Renee Banton was a familiar face in the New Directions accounting office before moving her way up to being the Women’s House Program Supervisor. Although many people know that Renee is a graduate of NDI’s Women’s Program, few would have guessed that Renee spent a decade on Skid Row, suffering from addictions to alcohol and cocaine.
Today, Renee not only works full time at New Directions, she has recently earned a Master’s degree in psychology. Once she becomes licensed as a clinician, Renee plans to use her education and experiences to help others recover from substance abuse.
A veteran of the U.S. Air Force, Renee began her foray into heavy drug use shortly after leaving the military.

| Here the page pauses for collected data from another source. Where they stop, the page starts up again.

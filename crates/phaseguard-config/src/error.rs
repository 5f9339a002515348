use phaseguard_utils::error::{ErrorCategory, UserFriendlyError};
use thiserror::Error;

/// Configuration-related errors
#[derive(Error, Debug, Clone, PartialEq, Eq)]
pub enum ConfigError {
    #[error("Invalid configuration file {path}: {reason}")]
    InvalidFile { path: String, reason: String },

    #[error("Invalid value for {key}: {value}")]
    InvalidValue { key: String, value: String },

    #[error("{} configuration error(s): {}", .0.len(), .0.iter().map(ToString::to_string).collect::<Vec<_>>().join("; "))]
    Multiple(Vec<ConfigError>),
}

impl ConfigError {
    /// Flatten into individual errors.
    #[must_use]
    pub fn errors(&self) -> Vec<&ConfigError> {
        match self {
            Self::Multiple(all) => all.iter().collect(),
            other => vec![other],
        }
    }
}

impl UserFriendlyError for ConfigError {
    fn user_message(&self) -> String {
        match self {
            Self::InvalidFile { path, .. } => format!("Configuration file '{path}' is invalid"),
            Self::InvalidValue { key, .. } => format!("Configuration key '{key}' is invalid"),
            Self::Multiple(all) => format!("Configuration has {} problem(s)", all.len()),
        }
    }

    fn context(&self) -> Option<String> {
        match self {
            Self::InvalidFile { reason, .. } => Some(reason.clone()),
            Self::InvalidValue { value, .. } => Some(value.clone()),
            Self::Multiple(all) => Some(
                all.iter()
                    .map(ToString::to_string)
                    .collect::<Vec<_>>()
                    .join("\n"),
            ),
        }
    }

    fn suggestions(&self) -> Vec<String> {
        vec![
            "Check .phaseguard/config.toml against the documented keys".to_string(),
            "Remove unknown sections or keys".to_string(),
        ]
    }

    fn category(&self) -> ErrorCategory {
        ErrorCategory::Configuration
    }
}
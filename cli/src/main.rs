//! secval CLI: evaluate a quantity from a JSON catalog.

mod cli;


use clap::Parser;
use cli::Cli;
use secval_core::{Bindings, Catalog};
use serde_json::json;
use std::io::Write;
use std::process::ExitCode;
use tracing::{debug, error};
use tracing_subscriber::EnvFilter;

fn main() -> ExitCode {
    let cli = Cli::parse();

    let filter = EnvFilter::try_from_default_env()
        .unwrap_or_else(|_| EnvFilter::new(&cli.log_level));
    tracing_subscriber::fmt()
        .with_env_filter(filter)
        .with_writer(std::io::stderr)
        .init();

    let status = report(run(&cli), &mut std::io::stdout(), &mut std::io::stderr());
    ExitCode::from(status)
}

/// Print the outcome of a run and return the process exit status
fn report(result: Result<String, String>, out: &mut impl Write, err: &mut impl Write) -> u8 {
    match result {
        Ok(output) => match writeln!(out, "{}", output) {
            Ok(()) => 0,
            Err(_) => 1,
        },
        Err(message) => {
            error!("{}", message);
            // Nothing left to report to if stderr is gone
            let _ = writeln!(err, "error: {}", message);
            1
        }
    }
}

fn run(cli: &Cli) -> Result<String, String> {
    let text = std::fs::read_to_string(&cli.catalog)
        .map_err(|e| format!("cannot read {}: {}", cli.catalog.display(), e))?;
    let catalog = Catalog::from_json(&text).map_err(|e| e.to_string())?;
    debug!(path = %cli.catalog.display(), quantities = catalog.len(), "catalog loaded");

    let Some(name) = cli.quantity.as_deref() else {
        return Ok(list(&catalog));
    };

    if let Some(variables) = &cli.propagation {
        let quantity = catalog
            .get(name)
            .ok_or_else(|| format!("no quantity named '{}'", name))?;
        let variables: Vec<&str> = variables.iter().map(String::as_str).collect();
        let formula = quantity
            .gauss_propagation(&variables)
            .map_err(|e| e.to_string())?;
        return Ok(formula.to_string());
    }

    let bindings: Bindings =
        serde_json::from_str(&cli.bindings).map_err(|e| format!("invalid bindings: {}", e))?;

    let output = if cli.with_dependencies {
        let (estimate, dependencies) = catalog
            .evaluate_with_dependencies(name, &bindings)
            .map_err(|e| e.to_string())?;
        json!({ "result": estimate, "dependencies": dependencies })
    } else {
        let estimate = catalog
            .evaluate(name, &bindings)
            .map_err(|e| e.to_string())?;
        json!({ "result": estimate })
    };

    serde_json::to_string_pretty(&output).map_err(|e| e.to_string())
}

/// One line per quantity: name, formula and description
fn list(catalog: &Catalog) -> String {
    catalog
        .names()
        .filter_map(|name| {
            let quantity = catalog.get(name)?;
            Some(match catalog.description(name) {
                Some(description) => format!("{} = {}  # {}", name, quantity, description),
                None => format!("{} = {}", name, quantity),
            })
        })
        .collect::<Vec<_>>()
        .join("\n")
}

“It wasn’t until I got out of the service until I knew what crack cocaine was,” says Renee.
After being stationed in New Hampshire, where she had lived with her husband and two young sons, Renee returned to California alone, uprooted from a life of family and routine. She held accounting jobs, and even took care of her elderly grandmother, but the lure of drugs soon got the better of her.
“I began to see my behavior change,” Renee says about her relationship with cocaine. What started out as infrequent “recreational” drug use became a daily habit. “By 1990, it was hard to hold onto a job,” she says.
Renee began a cycle of sporadic employment, working short stints when she needed money for drugs and alcohol. Finally, she lost all interest in going to work, and resigned herself to life on the streets.
“I really believed that God had put me on earth to be an addict,” she says.
It was only after Renee began having thoughts of suicide that she realized she needed to get help. She sought counseling at the VA, and they referred her to New Directions. On Mother’s Day, 2003, Renee entered NDI’s Women’s Program, and began working on her recovery.
“To me, being at New Directions was like being in school,” says Renee. “I learned a lot about myself. Once I understood the fact that I had a disease, it all made sense.”
Renee learned how to treat her disease, and in the process she discovered a deeper self.
“I fell in love with the process of recovery – and I decided that I wanted to help others.”
Not only has Renee discovered a new calling in life, the recovery process has allowed her to repair relationships and reconnect with her family. Today, Renee is able to be there for her sons (who are now grown and live in Atlanta) and she maintains close ties to her parents. She claims that none of this would be possible without her experience at New Directions.
“They provided me with information to save my life,” she says. “New Directions gave me an opportunity to be everything that I am today.”